There are plenty of flowers along the lanes, battling against the winds and cold rain up here, another thing Mum would have appreciated. And I’ve inherited a love of flowers and gardens from her, although in most ways we’re nothing alike.
Although…I also had three daughters, I did feed them stories and strawberry sandwiches when they were young…and I have been known to loudly protest the innocence of Dic Penderyn!

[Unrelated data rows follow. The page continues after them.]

//! Clock text formatting

use std::fmt;

use serde::Deserialize;

/// How the penalty counter is rendered
#[derive(Debug, Clone, Copy, PartialEq, Eq, Default, Deserialize)]
#[serde(rename_all = "kebab-case")]
pub enum PenaltyDisplay {
    /// `HH:MM:SS`
    #[default]
    Hms,
    /// `MM:SS`, minutes uncapped
    Ms,
}

impl PenaltyDisplay {
    pub fn format(self, seconds: u64) -> String {
        match self {
            PenaltyDisplay::Hms => format_hms(seconds),
            PenaltyDisplay::Ms => format_ms(seconds),
        }
    }
}

impl std::str::FromStr for PenaltyDisplay {
    type Err = String;

    fn from_str(s: &str) -> Result<Self, Self::Err> {
        match s.to_ascii_lowercase().as_str() {
            "hms" => Ok(PenaltyDisplay::Hms),
            "ms" => Ok(PenaltyDisplay::Ms),
            other => Err(format!("unknown penalty format: {other} (expected hms or ms)")),
        }
    }
}

impl fmt::Display for PenaltyDisplay {
    fn fmt(&self, f: &mut fmt::Formatter<'_>) -> fmt::Result {
        match self {
            PenaltyDisplay::Hms => write!(f, "hms"),
            PenaltyDisplay::Ms => write!(f, "ms"),
        }
    }
}

/// Format whole seconds as `HH:MM:SS`.
///
/// Hours are not capped, so 100 hours renders as `100:00:00`.
pub fn format_hms(seconds: u64) -> String {
    let hours = seconds / 3600;
    let minutes = (seconds % 3600) / 60;
    let secs = seconds % 60;
    format!("{hours:02}:{minutes:02}:{secs:02}")
}

/// Format whole seconds as `MM:SS`
pub fn format_ms(seconds: u64) -> String {
    let minutes = seconds / 60;
    let secs = seconds % 60;
    format!("{minutes:02}:{secs:02}")
}
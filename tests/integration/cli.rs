//! `riddlerun check` against real config files

use assert_cmd::Command;
use predicates::prelude::*;
use tempfile::TempDir;

fn check(dir: &TempDir, contents: &str, extra: &[&str]) -> assert_cmd::assert::Assert {
    let config = dir.path().join("config.toml");
    std::fs::write(&config, contents).expect("write config");

    Command::cargo_bin("riddlerun")
        .expect("binary built")
        .arg("check")
        .arg("--config")
        .arg(&config)
        .arg("--data-dir")
        .arg(dir.path())
        .args(extra)
        .assert()
}

#[test]
fn test_check_prints_summary() {
    let dir = TempDir::new().unwrap();
    let contents = r#"
[game]
penalty_seconds = 90

[[riddles]]
code = "0042"

[[riddles]]
code = "7"
hint = "Lucky"
"#;
    check(&dir, contents, &[]).success().stdout(predicate::str::contains(
        "2 riddles (code lengths 4/1), penalty 90s, display hms, hints on",
    ));

    // Logs land under the data dir, not the home directory
    assert!(dir.path().join("logs").join("riddlerun.log").exists());
}

#[test]
fn test_check_applies_flag_overrides() {
    let dir = TempDir::new().unwrap();
    check(
        &dir,
        "[[riddles]]\ncode = \"1\"\n",
        &["--no-hints", "--penalty-format", "ms"],
    )
    .success()
    .stdout(predicate::str::contains("display ms, hints off"));
}

#[test]
fn test_check_rejects_out_of_range_tick() {
    let dir = TempDir::new().unwrap();
    check(&dir, "[[riddles]]\ncode = \"1\"\n", &["--tick-ms", "5000"])
        .failure()
        .stderr(predicate::str::contains("5000"));
}

#[test]
fn test_check_rejects_letters_in_code() {
    let dir = TempDir::new().unwrap();
    check(&dir, "[[riddles]]\ncode = \"12a\"\n", &[])
        .failure()
        .stderr(predicate::str::contains("12a"));
}

#[test]
fn test_check_rejects_unknown_game_key() {
    let dir = TempDir::new().unwrap();
    check(&dir, "[game]\npenalty = 5\n", &[]).failure();
}

#[test]
fn test_check_reports_missing_file() {
    let dir = TempDir::new().unwrap();
    Command::cargo_bin("riddlerun")
        .unwrap()
        .arg("check")
        .arg("--config")
        .arg(dir.path().join("absent.toml"))
        .arg("--data-dir")
        .arg(dir.path())
        .assert()
        .failure()
        .stderr(predicate::str::contains("absent.toml"));
}
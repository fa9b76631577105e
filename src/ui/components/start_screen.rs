use ratatui::{
    buffer::Buffer,
    layout::{Alignment, Constraint, Layout, Rect},
    style::{Modifier, Style},
    text::{Line, Span},
    widgets::{Paragraph, Widget, Wrap},
};

use crate::config::Config;
use crate::game::format_hms;
use crate::ui::components::{ACCENT_PRIMARY, TEXT_BRIGHT, TEXT_MUTED};

/// Title screen shown before the clock starts
pub struct StartScreen<'a> {
    config: &'a Config,
}

impl<'a> StartScreen<'a> {
    pub fn new(config: &'a Config) -> Self {
        Self { config }
    }

    fn rules(&self) -> Vec<Line<'static>> {
        let penalty = format_hms(self.config.penalty_seconds);
        let mut lines = vec![
            Line::from(format!(
                "{} riddles stand between you and the exit.",
                self.config.riddles.len()
            )),
            Line::from("Type each code into its boxes and press Enter."),
            Line::from(format!("Every wrong or incomplete code adds {penalty}.")),
        ];
        if self.config.hints_enabled {
            lines.push(Line::from(format!("A hint also costs {penalty}.")));
        }
        lines.push(Line::from("Solve them all, then finish to stop the clock."));
        lines
    }

    pub fn render(&self, area: Rect, buf: &mut Buffer) {
        let rules = self.rules();
        let content_height = 2 + rules.len() as u16 + 2;
        let [_, content, _] = Layout::vertical([
            Constraint::Fill(1),
            Constraint::Length(content_height),
            Constraint::Fill(1),
        ])
        .areas(area);

        let mut lines = vec![
            Line::from(Span::styled(
                "R I D D L E R U N",
                Style::default()
                    .fg(ACCENT_PRIMARY)
                    .add_modifier(Modifier::BOLD),
            )),
            Line::default(),
        ];
        lines.extend(
            rules
                .into_iter()
                .map(|l| l.style(Style::default().fg(TEXT_BRIGHT))),
        );
        lines.push(Line::default());
        lines.push(Line::from(Span::styled(
            "The clock starts when you do.",
            Style::default().fg(TEXT_MUTED),
        )));

        Paragraph::new(lines)
            .alignment(Alignment::Center)
            .wrap(Wrap { trim: true })
            .render(content, buf);
    }
}
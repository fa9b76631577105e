//! Key hint lines resolved from the active keybindings.
//!
//! Every hint names an [`Action`], so a key remapped in `[keys]` shows up in
//! the footer and in dialog instruction bars exactly as configured.

use ratatui::{
    buffer::Buffer,
    layout::{Alignment, Rect},
    style::Style,
    text::{Line, Span},
    widgets::{Paragraph, Widget},
};

use crate::config::{KeyCombo, KeyContext, KeybindingConfig};
use crate::ui::action::Action;

use super::{ACCENT_PRIMARY, FOOTER_BG, KEY_HINT_BG, TEXT_FAINT, TEXT_MUTED, TEXT_SECONDARY};

/// Where a hint line is drawn
#[derive(Debug, Clone, Copy, PartialEq, Eq)]
pub enum HintPlacement {
    /// Centered at the bottom of a dialog, entries split by bars
    Dialog,
    /// Bottom screen line, keys drawn as chips
    Footer,
}

/// Bound key and short label for each action of one screen
#[derive(Debug, Clone, Default)]
pub struct KeyHints {
    entries: Vec<(KeyCombo, &'static str)>,
}

impl KeyHints {
    /// Look up each action's key in `context`. Unbound actions are left out.
    pub fn resolve(
        keybindings: &KeybindingConfig,
        context: KeyContext,
        actions: &[(Action, &'static str)],
    ) -> Self {
        let entries = actions
            .iter()
            .filter_map(|&(action, label)| {
                keybindings.key_for(action, context).map(|key| (key, label))
            })
            .collect();
        Self { entries }
    }

    pub fn labels(&self) -> Vec<&'static str> {
        self.entries.iter().map(|(_, label)| *label).collect()
    }

    /// Keys in display notation, e.g. `<CR>`
    pub fn keys(&self) -> Vec<String> {
        self.entries.iter().map(|(key, _)| key.to_string()).collect()
    }

    pub fn line(&self, placement: HintPlacement) -> Line<'static> {
        let mut spans = Vec::with_capacity(self.entries.len() * 3 + 1);
        if placement == HintPlacement::Footer {
            spans.push(Span::raw(" "));
        }

        for (i, (key, label)) in self.entries.iter().enumerate() {
            match placement {
                HintPlacement::Dialog => {
                    if i > 0 {
                        spans.push(Span::styled(" │ ", Style::default().fg(TEXT_FAINT)));
                    }
                    spans.push(Span::styled(
                        key.to_string(),
                        Style::default().fg(ACCENT_PRIMARY),
                    ));
                    spans.push(Span::styled(
                        format!(" {label}"),
                        Style::default().fg(TEXT_SECONDARY),
                    ));
                }
                HintPlacement::Footer => {
                    if i > 0 {
                        spans.push(Span::raw("   "));
                    }
                    spans.push(Span::styled(
                        format!(" {key} "),
                        Style::default().fg(TEXT_SECONDARY).bg(KEY_HINT_BG),
                    ));
                    spans.push(Span::styled(
                        format!(" {label}"),
                        Style::default().fg(TEXT_MUTED),
                    ));
                }
            }
        }

        Line::from(spans)
    }

    pub fn render(&self, area: Rect, buf: &mut Buffer, placement: HintPlacement) {
        let paragraph = Paragraph::new(self.line(placement));
        let paragraph = match placement {
            HintPlacement::Dialog => paragraph.alignment(Alignment::Center),
            HintPlacement::Footer => paragraph
                .alignment(Alignment::Left)
                .style(Style::default().bg(FOOTER_BG)),
        };
        paragraph.render(area, buf);
    }
}
use std::collections::HashMap;
use std::fs;
use std::path::{Path, PathBuf};

use serde::Deserialize;
use thiserror::Error;

use crate::game::{PenaltyDisplay, Riddle, SessionRules, DEFAULT_PENALTY_SECONDS};
use crate::ui::action::Action;
use crate::util::paths::config_path;

use super::default_keys::default_keybindings;
use super::keys::{parse_key_notation, KeyCombo, KeyContext, KeybindingConfig};

/// Example configuration file contents (bundled with the binary)
pub const EXAMPLE_CONFIG: &str = include_str!("config.toml.example");

/// Accepted clock refresh interval, in milliseconds
pub const TICK_MS_RANGE: std::ops::RangeInclusive<u64> = 100..=1000;

/// Codes of the stock riddle set
const DEFAULT_CODES: [&str; 5] = ["123", "456", "789", "012", "345"];

#[derive(Debug, Error)]
pub enum ConfigError {
    #[error("Failed to read config file {}: {source}", path.display())]
    Io {
        path: PathBuf,
        #[source]
        source: std::io::Error,
    },
    #[error("Invalid config TOML: {0}")]
    Parse(#[from] toml::de::Error),
    #[error("No riddles configured")]
    NoRiddles,
    #[error("Riddle {index} has an empty code")]
    EmptyCode { index: usize },
    #[error("Riddle {index} code {code:?} must contain only digits 0-9")]
    NonDigitCode { index: usize, code: String },
    #[error("Penalty must be at least one second")]
    ZeroPenalty,
    #[error("Tick interval {0} ms is outside 100..=1000")]
    TickOutOfRange(u64),
}

/// One riddle as written in the config file
#[derive(Debug, Clone, PartialEq, Eq, Deserialize)]
pub struct RiddleConfig {
    pub code: String,
    pub title: Option<String>,
    pub prompt: Option<String>,
    pub hint: Option<String>,
}

impl RiddleConfig {
    pub fn new(code: impl Into<String>) -> Self {
        Self {
            code: code.into(),
            title: None,
            prompt: None,
            hint: None,
        }
    }

    fn to_riddle(&self) -> Riddle {
        let mut riddle = Riddle::new(self.code.clone());
        riddle.title = self.title.clone();
        riddle.prompt = self.prompt.clone();
        riddle.hint = self.hint.clone();
        riddle
    }
}

/// Application configuration
#[derive(Debug, Clone)]
pub struct Config {
    /// Riddles in board order
    pub riddles: Vec<RiddleConfig>,
    /// Seconds added per failed attempt or hint
    pub penalty_seconds: u64,
    /// Rendering of the penalty counter
    pub penalty_display: PenaltyDisplay,
    /// Whether the hint action is offered
    pub hints_enabled: bool,
    /// Clock refresh interval
    pub tick_ms: u64,
    /// Duration of the success/failure flash
    pub flash_ms: u64,
    /// Keybinding configuration
    pub keybindings: KeybindingConfig,
}

impl Default for Config {
    fn default() -> Self {
        Self {
            riddles: DEFAULT_CODES
                .iter()
                .enumerate()
                .map(|(i, code)| RiddleConfig {
                    title: Some(format!("Riddle {}", i + 1)),
                    ..RiddleConfig::new(*code)
                })
                .collect(),
            penalty_seconds: DEFAULT_PENALTY_SECONDS,
            penalty_display: PenaltyDisplay::Hms,
            hints_enabled: true,
            tick_ms: 250,
            flash_ms: 220,
            keybindings: default_keybindings(),
        }
    }
}

/// TOML representation of the `[game]` table
#[derive(Debug, Clone, Default, Deserialize)]
#[serde(deny_unknown_fields)]
pub struct TomlGameConfig {
    pub penalty_seconds: Option<u64>,
    pub penalty_display: Option<PenaltyDisplay>,
    pub hints: Option<bool>,
    pub tick_ms: Option<u64>,
    pub flash_ms: Option<u64>,
}

/// TOML representation of keybinding configuration
#[derive(Debug, Clone, Default, Deserialize)]
pub struct TomlKeybindings {
    /// Global keybindings
    #[serde(flatten)]
    pub global: HashMap<String, toml::Value>,
    pub start: Option<HashMap<String, String>>,
    pub board: Option<HashMap<String, String>>,
    pub dialog: Option<HashMap<String, String>>,
}

/// TOML representation of the config file
#[derive(Debug, Clone, Default, Deserialize)]
pub struct TomlConfig {
    pub game: Option<TomlGameConfig>,
    pub riddles: Option<Vec<RiddleConfig>>,
    pub keys: Option<TomlKeybindings>,
}

impl TomlKeybindings {
    fn to_keybinding_config(&self) -> KeybindingConfig {
        let mut config = KeybindingConfig::new();

        for (action_name, value) in &self.global {
            // Context tables are captured by the named fields
            if let Some(key_str) = value.as_str() {
                insert_binding(&mut config.global, action_name, key_str);
            }
        }

        for (context, bindings) in [
            (KeyContext::Start, &self.start),
            (KeyContext::Board, &self.board),
            (KeyContext::Dialog, &self.dialog),
        ] {
            if let Some(bindings) = bindings {
                let map = config.context.entry(context).or_default();
                for (action_name, key_str) in bindings {
                    insert_binding(map, action_name, key_str);
                }
            }
        }

        config
    }
}

fn insert_binding(
    map: &mut HashMap<KeyCombo, Action>,
    action_name: &str,
    key_str: &str,
) {
    let Some(action) = Action::from_name(action_name) else {
        tracing::warn!(action = action_name, "Unknown action in [keys], skipping");
        return;
    };
    match parse_key_notation(key_str) {
        Ok(combo) => {
            map.insert(combo, action);
        }
        Err(e) => {
            tracing::warn!(action = action_name, key = key_str, error = %e, "Invalid key notation, skipping");
        }
    }
}

impl Config {
    /// Load the config from the default location, writing the bundled example
    /// on first run
    pub fn load() -> Result<Self, ConfigError> {
        let config_file = config_path();
        if !config_file.exists() {
            Self::create_default_config(&config_file);
        }
        if config_file.exists() {
            Self::load_from(&config_file)
        } else {
            Ok(Self::default())
        }
    }

    /// Load and validate a specific config file
    pub fn load_from(path: &Path) -> Result<Self, ConfigError> {
        let contents = fs::read_to_string(path).map_err(|source| ConfigError::Io {
            path: path.to_path_buf(),
            source,
        })?;
        let config = Self::from_toml_str(&contents)?;
        tracing::info!(
            path = %path.display(),
            riddles = config.riddles.len(),
            "Loaded config"
        );
        Ok(config)
    }

    /// Merge TOML contents over the defaults and validate the result
    pub fn from_toml_str(contents: &str) -> Result<Self, ConfigError> {
        let toml_config: TomlConfig = toml::from_str(contents)?;
        let mut config = Config::default();

        if let Some(game) = toml_config.game {
            if let Some(penalty) = game.penalty_seconds {
                config.penalty_seconds = penalty;
            }
            if let Some(display) = game.penalty_display {
                config.penalty_display = display;
            }
            if let Some(hints) = game.hints {
                config.hints_enabled = hints;
            }
            if let Some(tick_ms) = game.tick_ms {
                config.tick_ms = tick_ms;
            }
            if let Some(flash_ms) = game.flash_ms {
                config.flash_ms = flash_ms;
            }
        }

        if let Some(riddles) = toml_config.riddles {
            config.riddles = riddles;
        }

        if let Some(keys) = toml_config.keys {
            config.keybindings.merge(keys.to_keybinding_config());
        }

        config.validate()?;
        Ok(config)
    }

    /// Check the invariants the game relies on
    pub fn validate(&self) -> Result<(), ConfigError> {
        if self.riddles.is_empty() {
            return Err(ConfigError::NoRiddles);
        }
        for (index, riddle) in self.riddles.iter().enumerate() {
            if riddle.code.is_empty() {
                return Err(ConfigError::EmptyCode { index });
            }
            if !riddle.code.bytes().all(|b| b.is_ascii_digit()) {
                return Err(ConfigError::NonDigitCode {
                    index,
                    code: riddle.code.clone(),
                });
            }
        }
        if self.penalty_seconds == 0 {
            return Err(ConfigError::ZeroPenalty);
        }
        if !TICK_MS_RANGE.contains(&self.tick_ms) {
            return Err(ConfigError::TickOutOfRange(self.tick_ms));
        }
        Ok(())
    }

    /// Create the default config file from the bundled example
    fn create_default_config(path: &Path) {
        if let Some(parent) = path.parent() {
            if let Err(e) = fs::create_dir_all(parent) {
                tracing::warn!(error = %e, "Failed to create config directory");
                return;
            }
        }
        if let Err(e) = fs::write(path, EXAMPLE_CONFIG) {
            tracing::warn!(error = %e, "Failed to write default config");
        }
    }

    pub fn with_penalty_display(mut self, display: PenaltyDisplay) -> Self {
        self.penalty_display = display;
        self
    }

    pub fn with_hints_enabled(mut self, enabled: bool) -> Self {
        self.hints_enabled = enabled;
        self
    }

    pub fn with_tick_ms(mut self, tick_ms: u64) -> Self {
        self.tick_ms = tick_ms;
        self
    }

    /// Session tunables derived from this config
    pub fn rules(&self) -> SessionRules {
        SessionRules {
            penalty_per_fail: self.penalty_seconds,
            penalty_display: self.penalty_display,
        }
    }

    /// Fresh, unsolved riddles in board order
    pub fn build_riddles(&self) -> Vec<Riddle> {
        self.riddles.iter().map(RiddleConfig::to_riddle).collect()
    }

    /// One-line description used by `riddlerun check`
    pub fn summary_line(&self) -> String {
        let lengths: Vec<String> = self
            .riddles
            .iter()
            .map(|r| r.code.len().to_string())
            .collect();
        format!(
            "{} riddles (code lengths {}), penalty {}s, display {}, hints {}",
            self.riddles.len(),
            lengths.join("/"),
            self.penalty_seconds,
            self.penalty_display,
            if self.hints_enabled { "on" } else { "off" }
        )
    }
}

Lovely flowers from my lovely girls xxx
You were very lucky to have such an amazing mother. I love that she was called Lucy, it made me smile. I think we all need some lunacy and fun in our lives and I’m sure even 20 years on she is still very much on you mind every day. Happy Mother’s Day.
Thanks, I feel lucky!
Lucy would have loved your blog! I can clear up the mystery of why she was called Lucy too. It was because Dad misheard the Kenny Rogers song and used to serenade her with the only lines he knew thus: “You picked a fine time to leave me Luceee! Four hundred childred and a crop in the field” . They were made for each other.